ASSIGNED TASK: What is the number of lines in the listing below that contain the word "DigestRequest"? Give only that number.

THE INPUT:
····················
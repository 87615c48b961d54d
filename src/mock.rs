use crate::config::CameraConfig;
use crate::error::{Result, VapixError};
use crate::protocol::{CgiQuery, RawResponse};
use crate::transport::Transport;
use crate::vapix::VapixCam;
use async_trait::async_trait;
use std::collections::VecDeque;
use std::sync::Mutex;

/// Scripted transport that records every request. Unscripted calls get `200 OK`.
#[derive(Default)]
pub(crate) struct MockTransport {
    replies: Mutex<VecDeque<RawResponse>>,
    requests: Mutex<Vec<(String, CgiQuery)>>,
}

impl MockTransport {
    pub(crate) fn new() -> Self {
        Self::default()
    }

    pub(crate) fn reply(self, status: u16, body: &str) -> Self {
        self.replies
            .lock()
            .unwrap()
            .push_back(RawResponse::text(status, body));
        self
    }

    pub(crate) fn reply_bytes(self, status: u16, bytes: &[u8]) -> Self {
        self.replies
            .lock()
            .unwrap()
            .push_back(RawResponse::new(status, bytes.to_vec()));
        self
    }

    pub(crate) fn requests(&self) -> Vec<(String, CgiQuery)> {
        self.requests.lock().unwrap().clone()
    }

    pub(crate) fn last_request(&self) -> (String, CgiQuery) {
        self.requests
            .lock()
            .unwrap()
            .last()
            .cloned()
            .expect("no request was sent")
    }
}

#[async_trait]
impl Transport for MockTransport {
    async fn send(&self, path: &str, query: &CgiQuery) -> Result<RawResponse> {
        self.requests
            .lock()
            .unwrap()
            .push((path.to_string(), query.clone()));

        let response = self
            .replies
            .lock()
            .unwrap()
            .pop_front()
            .unwrap_or_else(|| RawResponse::text(200, "OK"));

        if response.status == 401 {
            return Err(VapixError::AuthenticationFailed("mock".to_string()));
        }
        Ok(response)
    }
}

pub(crate) fn camera(transport: MockTransport) -> VapixCam<MockTransport> {
    VapixCam::with_transport(CameraConfig::new("10.0.0.5", "root", "pass"), transport)
}
use vapix_rs::{CameraConfig, Outcome, UserManagement, VapixCam};

#[tokio::main]
async fn main() -> Result<(), Box<dyn std::error::Error>> {
    env_logger::init();

    let args: Vec<String> = std::env::args().collect();
    if args.len() < 6 {
        println!(
            "Usage: {} <IP> <Username> <Password> <NewUser> <NewPassword>",
            args[0]
        );
        return Ok(());
    }

    let cam = VapixCam::new(CameraConfig::new(&args[1], &args[2], &args[3]))?;
    let (new_user, new_password) = (&args[4], &args[5]);

    println!("--- USER LIST ---");
    for user in cam.get_users().await? {
        println!(" - {}", user);
    }

    match cam
        .create_user(new_user, new_password, "operator", Some("created by demo"))
        .await?
    {
        Outcome::Applied(reply) => println!("Created {}: {}", new_user, reply.trim()),
        Outcome::Conflict(reason) => println!("Skipped: {}", reason),
    }

    match cam.remove_user(new_user).await? {
        Outcome::Applied(reply) => println!("Removed {}: {}", new_user, reply.trim()),
        Outcome::Conflict(reason) => println!("Skipped: {}", reason),
    }

    Ok(())
}
use crate::config::CameraConfig;
use crate::digest::{self, DigestChallenge, DigestRequest};
use crate::error::{Result, VapixError};
use crate::protocol::{CgiQuery, RawResponse};
use async_trait::async_trait;
use log::{debug, warn};
use reqwest::header::{AUTHORIZATION, WWW_AUTHENTICATE};
use reqwest::{Client, ClientBuilder, Response};
use std::time::Duration;
use url::Url;

#[async_trait]
pub trait Transport: Send + Sync {
    /// Issue an authenticated GET for `path` with `query`.
    ///
    /// Non-2xx replies are returned as-is; only a rejected login (401)
    /// becomes an error.
    async fn send(&self, path: &str, query: &CgiQuery) -> Result<RawResponse>;
}

/// reqwest-backed transport with Digest authentication.
///
/// Idle connections are not pooled, so every call opens and closes its own
/// connection. Certificate validation is switched off: Axis devices ship with
/// self-signed certificates, so HTTPS here protects the channel but does not
/// authenticate the device.
pub struct HttpTransport {
    client: Client,
    base_url: Url,
    username: String,
    password: String,
    timeout: Duration,
}

impl HttpTransport {
    pub fn new(config: &CameraConfig) -> Result<Self> {
        let client = ClientBuilder::new()
            .timeout(config.timeout)
            .pool_max_idle_per_host(0)
            .danger_accept_invalid_certs(true)
            .build()?;

        Ok(Self {
            client,
            base_url: Url::parse(&config.base_url())?,
            username: config.username.clone(),
            password: config.password.clone(),
            timeout: config.timeout,
        })
    }

    fn build_url(&self, path: &str, query: &CgiQuery) -> Result<Url> {
        let mut url = self.base_url.join(path.trim_start_matches('/'))?;
        if !query.is_empty() {
            let mut pairs = url.query_pairs_mut();
            for (key, value) in query.pairs() {
                pairs.append_pair(key, value);
            }
        }
        Ok(url)
    }

    async fn get(&self, url: &Url, authorization: Option<&str>) -> Result<Response> {
        let mut request = self.client.get(url.clone());
        if let Some(value) = authorization {
            request = request.header(AUTHORIZATION, value);
        }
        request.send().await.map_err(map_request_error)
    }

    fn digest_header(&self, url: &Url, response: &Response) -> Result<String> {
        let challenge = response
            .headers()
            .get_all(WWW_AUTHENTICATE)
            .iter()
            .filter_map(|v| v.to_str().ok())
            .find_map(DigestChallenge::parse)
            .ok_or_else(|| {
                VapixError::AuthenticationFailed(format!(
                    "{} did not offer Digest authentication",
                    self.base_url
                ))
            })?;

        let uri = match url.query() {
            Some(q) => format!("{}?{}", url.path(), q),
            None => url.path().to_string(),
        };
        let cnonce = digest::new_cnonce(&challenge.nonce);

        digest::authorization_header(
            &challenge,
            &DigestRequest {
                method: "GET",
                uri: &uri,
                username: &self.username,
                password: &self.password,
                cnonce: &cnonce,
                nonce_count: 1,
            },
        )
    }

    async fn exchange(&self, url: Url) -> Result<RawResponse> {
        let mut response = self.get(&url, None).await?;

        if response.status().as_u16() == 401 {
            let authorization = self.digest_header(&url, &response)?;
            response = self.get(&url, Some(&authorization)).await?;
        }

        let status = response.status().as_u16();
        if status == 401 {
            warn!("Credentials for {} were rejected", self.username);
            return Err(VapixError::AuthenticationFailed(format!(
                "{} rejected the credentials for user {}",
                self.base_url, self.username
            )));
        }

        let bytes = response.bytes().await.map_err(map_request_error)?;
        Ok(RawResponse::new(status, bytes.to_vec()))
    }
}

fn map_request_error(error: reqwest::Error) -> VapixError {
    if error.is_timeout() || error.is_connect() {
        VapixError::ConnectionError(error.to_string())
    } else {
        VapixError::HttpError(error)
    }
}

#[async_trait]
impl Transport for HttpTransport {
    async fn send(&self, path: &str, query: &CgiQuery) -> Result<RawResponse> {
        let url = self.build_url(path, query)?;
        debug!("GET {} {}", url.path(), query.redacted());

        tokio::time::timeout(self.timeout, self.exchange(url))
            .await
            .map_err(|_| VapixError::ConnectionError("Timeout waiting for response".to_string()))?
    }
}

#[cfg(test)]
mod tests {
    use super::*;

    #[test]
    fn url_carries_encoded_query() {
        let transport = HttpTransport::new(&CameraConfig::new("10.0.0.5", "root", "pw")).unwrap();
        let query = CgiQuery::new()
            .with("action", "list")
            .with("group", "Brand.Brand")
            .with("text", "a b&c");
        let url = transport.build_url("/axis-cgi/param.cgi", &query).unwrap();
        assert_eq!(
            url.as_str(),
            "http://10.0.0.5/axis-cgi/param.cgi?action=list&group=Brand.Brand&text=a+b%26c"
        );
    }

    #[test]
    fn url_without_query_has_no_question_mark() {
        let transport = HttpTransport::new(&CameraConfig::new("cam:8080", "root", "pw")).unwrap();
        let url = transport
            .build_url("/axis-cgi/restart.cgi", &CgiQuery::new())
            .unwrap();
        assert_eq!(url.as_str(), "http://cam:8080/axis-cgi/restart.cgi");
    }
}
····················
COMPLETED TASK: 2